#### [WORK REQUIRED]
The expected output is a verbatim reprint of the lines from the beginning of the data that follows through the line that contains "pub struct AppStateInner".

#### [DATA]

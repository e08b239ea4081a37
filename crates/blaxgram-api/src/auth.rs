use std::sync::Arc;

use argon2::{Argon2, PasswordHash, PasswordHasher, PasswordVerifier, password_hash::{SaltString, rand_core::OsRng}};
use axum::{Json, extract::State, http::StatusCode, response::IntoResponse};
use chrono::{Duration, Utc};
use jsonwebtoken::{EncodingKey, Header, encode};
use tracing::info;

use blaxgram_db::Database;
use blaxgram_db::models::{NewUser, RegisterOutcome};
use blaxgram_types::api::{AuthResponse, Claims, LoginRequest, RegisterRequest};

use crate::convert;
use crate::error::ApiError;
use crate::extract::ApiJson;
use crate::run_db;

pub type AppState = Arc<AppStateInner>;

pub struct AppStateInner {
    pub db: Database,
    pub jwt_secret: String,
    pub token_ttl: Duration,
}

const MAX_USERNAME_LEN: usize = 32;

pub async fn register(
    State(state): State<AppState>,
    ApiJson(req): ApiJson<RegisterRequest>,
) -> Result<impl IntoResponse, ApiError> {
    let name = req.name.trim().to_string();
    let username = req.username.trim().to_string();

    // Validate input
    if name.is_empty() || username.is_empty() {
        return Err(ApiError::bad_request("Name and username required"));
    }
    if username.chars().count() > MAX_USERNAME_LEN {
        return Err(ApiError::bad_request(format!(
            "Username must be at most {} characters",
            MAX_USERNAME_LEN
        )));
    }

    let last_name = req.last_name.unwrap_or_default();
    let phone = req.phone.unwrap_or_default();
    let outcome = run_db(&state, move |db| {
        db.register_user(
            &NewUser {
                name: &name,
                last_name: &last_name,
                username: &username,
                phone: &phone,
            },
            Utc::now(),
        )
    })
    .await?;

    let row = match outcome {
        RegisterOutcome::Created(row) => row,
        RegisterOutcome::UsernameTaken => {
            return Err(ApiError::bad_request("Username already taken"));
        }
    };

    let token = create_token(&state, row.id, &row.username)?;
    info!("Registered user {} ({})", row.username, row.id);

    Ok((
        StatusCode::CREATED,
        Json(AuthResponse {
            user: convert::user(row),
            token,
        }),
    ))
}

pub async fn login(
    State(state): State<AppState>,
    ApiJson(req): ApiJson<LoginRequest>,
) -> Result<impl IntoResponse, ApiError> {
    let username = req.username.trim().to_string();
    let row = run_db(&state, move |db| db.get_user_by_username(&username))
        .await?
        .ok_or_else(|| ApiError::not_found("User not found"))?;

    if row.two_fa_enabled {
        let verified = match (row.two_fa_password.as_deref(), req.two_fa_password.as_deref()) {
            (Some(hash), Some(password)) => verify_secret(hash, password)?,
            _ => false,
        };
        if !verified {
            return Err(ApiError::TwoFactorRequired);
        }
    }

    let token = create_token(&state, row.id, &row.username)?;

    Ok(Json(AuthResponse {
        user: convert::user(row),
        token,
    }))
}

pub(crate) fn create_token(state: &AppStateInner, user_id: i64, username: &str) -> anyhow::Result<String> {
    let now = Utc::now();
    let expiry = now
        .checked_add_signed(state.token_ttl)
        .ok_or_else(|| anyhow::anyhow!("token lifetime {} overflows", state.token_ttl))?;
    let claims = Claims {
        sub: user_id,
        username: username.to_string(),
        iat: now.timestamp(),
        exp: expiry.timestamp(),
    };

    let token = encode(
        &Header::default(),
        &claims,
        &EncodingKey::from_secret(state.jwt_secret.as_bytes()),
    )?;

    Ok(token)
}

/// Hash a second-factor password with Argon2id.
pub(crate) fn hash_secret(secret: &str) -> anyhow::Result<String> {
    let salt = SaltString::generate(&mut OsRng);
    let hash = Argon2::default()
        .hash_password(secret.as_bytes(), &salt)
        .map_err(|e| anyhow::anyhow!("Argon2 hashing failed: {}", e))?
        .to_string();
    Ok(hash)
}

pub(crate) fn verify_secret(hash: &str, candidate: &str) -> anyhow::Result<bool> {
    let parsed = PasswordHash::new(hash).map_err(|e| anyhow::anyhow!("Corrupt password hash: {}", e))?;
    Ok(Argon2::default()
        .verify_password(candidate.as_bytes(), &parsed)
        .is_ok())
}

#[cfg(test)]
mod tests {
    use super::*;

    #[test]
    fn secret_hash_roundtrip() {
        let hash = hash_secret("hunter2").unwrap();
        assert_ne!(hash, "hunter2");
        assert!(verify_secret(&hash, "hunter2").unwrap());
        assert!(!verify_secret(&hash, "hunter3").unwrap());
    }

    fn state_with_ttl(token_ttl: Duration) -> AppStateInner {
        AppStateInner {
            db: Database::open_in_memory().unwrap(),
            jwt_secret: "unit-secret".to_string(),
            token_ttl,
        }
    }

    #[test]
    fn token_carries_configured_lifetime() {
        let state = state_with_ttl(Duration::days(7));
        let token = create_token(&state, 42, "@unit").unwrap();
        let claims = crate::middleware::decode_token("unit-secret", &token).unwrap();
        assert_eq!(claims.sub, 42);
        assert_eq!(claims.exp - claims.iat, 7 * 24 * 60 * 60);
    }

    #[test]
    fn overflowing_lifetime_is_an_error() {
        let state = state_with_ttl(Duration::MAX);
        assert!(create_token(&state, 1, "@unit").is_err());
    }

    #[test]
    fn corrupt_hash_is_an_error() {
        assert!(verify_secret("plaintext", "plaintext").is_err());
    }
}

#### [COMPLETED EXERCISE]
repository e08b239ea4081a37
filename crates/blaxgram-api/src/auth.rs
use std::sync::Arc;

use argon2::{Argon2, PasswordHash, PasswordHasher, PasswordVerifier, password_hash::{SaltString, rand_core::OsRng}};
use axum::{Json, extract::State, http::StatusCode, response::IntoResponse};
use chrono::{Duration, Utc};
use jsonwebtoken::{EncodingKey, Header, encode};
use tracing::info;

use blaxgram_db::Database;
use blaxgram_db::models::{NewUser, RegisterOutcome};
use blaxgram_types::api::{AuthResponse, Claims, LoginRequest, RegisterRequest};

use crate::convert;
use crate::error::ApiError;
use crate::extract::ApiJson;
use crate::run_db;

pub type AppState = Arc<AppStateInner>;

pub struct AppStateInner {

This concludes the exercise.